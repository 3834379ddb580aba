//! Wire-level schema document as published by the protocol.
//!
//! These structs mirror the JSON description one-to-one and are only used
//! as the deserialization target; [`super::model`] converts them into the
//! closed shape model the compiler works on.
//!
//! # Format
//!
//! ```json
//! {
//!   "version": { "major": "1", "minor": "2" },
//!   "domains": [
//!     {
//!       "domain": "DOM",
//!       "types": [ { "id": "NodeId", "type": "integer" } ],
//!       "commands": [ { "name": "getDocument", "returns": [ ... ] } ],
//!       "events": [ { "name": "documentUpdated" } ]
//!     }
//!   ]
//! }
//! ```

// ============================================================================
// Imports
// ============================================================================

use serde::{Deserialize, Deserializer};
use serde_json::Value;

// ============================================================================
// Protocol
// ============================================================================

/// Top-level schema document.
#[derive(Debug, Clone, Deserialize)]
pub struct RawProtocol {
    /// Protocol version tag.
    pub version: RawVersion,

    /// Domains in declaration order.
    #[serde(default)]
    pub domains: Vec<RawDomain>,
}

/// Protocol version tag.
///
/// Published schemas spell the components as strings, older snapshots as
/// numbers; both are accepted.
#[derive(Debug, Clone, Deserialize)]
pub struct RawVersion {
    /// Major version component.
    #[serde(deserialize_with = "string_or_number")]
    pub major: String,

    /// Minor version component.
    #[serde(deserialize_with = "string_or_number")]
    pub minor: String,
}

// ============================================================================
// Domain
// ============================================================================

/// One protocol domain.
#[derive(Debug, Clone, Deserialize)]
pub struct RawDomain {
    /// Domain name, e.g. `DOM`.
    pub domain: String,

    #[serde(default)]
    pub description: Option<String>,

    #[serde(default)]
    pub experimental: bool,

    #[serde(default)]
    pub types: Vec<RawTypeDecl>,

    #[serde(default)]
    pub commands: Vec<RawCommand>,

    #[serde(default)]
    pub events: Vec<RawEvent>,
}

// ============================================================================
// Declarations
// ============================================================================

/// A named type declaration (`types[]` entry).
#[derive(Debug, Clone, Deserialize)]
pub struct RawTypeDecl {
    /// Declared type name.
    pub id: String,

    #[serde(default)]
    pub experimental: bool,

    /// Shape of the type.
    #[serde(flatten)]
    pub ty: RawTypeExpr,
}

/// A command declaration (`commands[]` entry).
#[derive(Debug, Clone, Deserialize)]
pub struct RawCommand {
    /// Command name, e.g. `getDocument`.
    pub name: String,

    #[serde(default)]
    pub description: Option<String>,

    #[serde(default)]
    pub experimental: bool,

    #[serde(default)]
    pub parameters: Vec<RawProperty>,

    #[serde(default)]
    pub returns: Vec<RawProperty>,
}

/// An event declaration (`events[]` entry).
#[derive(Debug, Clone, Deserialize)]
pub struct RawEvent {
    /// Event name, e.g. `documentUpdated`.
    pub name: String,

    #[serde(default)]
    pub description: Option<String>,

    #[serde(default)]
    pub experimental: bool,

    #[serde(default)]
    pub parameters: Vec<RawProperty>,
}

/// A named, possibly optional, member: property, parameter, return value or
/// event field.
#[derive(Debug, Clone, Deserialize)]
pub struct RawProperty {
    /// Wire name of the member.
    pub name: String,

    #[serde(default)]
    pub optional: bool,

    #[serde(default)]
    pub experimental: bool,

    /// Shape of the member.
    #[serde(flatten)]
    pub ty: RawTypeExpr,
}

// ============================================================================
// Type Expression
// ============================================================================

/// Untyped type expression as it appears in the document.
///
/// Exactly one of `type` or `$ref` is expected; everything else refines
/// the `type` kind.
#[derive(Debug, Clone, Default, Deserialize)]
pub struct RawTypeExpr {
    /// Primitive or structural kind (`string`, `array`, `object`, ...).
    #[serde(rename = "type", default)]
    pub kind: Option<String>,

    /// Reference to another declaration, `Name` or `Domain.Name`.
    #[serde(rename = "$ref", default)]
    pub reference: Option<String>,

    #[serde(default)]
    pub description: Option<String>,

    /// Element type of an `array`.
    #[serde(default)]
    pub items: Option<Box<RawTypeExpr>>,

    /// Closed set of literals layered on `string`.
    #[serde(rename = "enum", default)]
    pub enum_values: Option<Vec<String>>,

    /// Members of an `object`.
    #[serde(default)]
    pub properties: Option<Vec<RawProperty>>,
}

// ============================================================================
// Helpers
// ============================================================================

fn string_or_number<'de, D>(deserializer: D) -> std::result::Result<String, D::Error>
where
    D: Deserializer<'de>,
{
    match Value::deserialize(deserializer)? {
        Value::String(s) => Ok(s),
        Value::Number(n) => Ok(n.to_string()),
        other => Err(serde::de::Error::custom(format!(
            "expected string or number version component, found {other}"
        ))),
    }
}

// ============================================================================
// Tests
// ============================================================================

################

* [Goal of the exercise] Search term "kind": return each line of the data that contains it.

* [Expected answer]
/// the `type` kind.
    /// Primitive or structural kind (`string`, `array`, `object`, ...).
    pub kind: Option<String>,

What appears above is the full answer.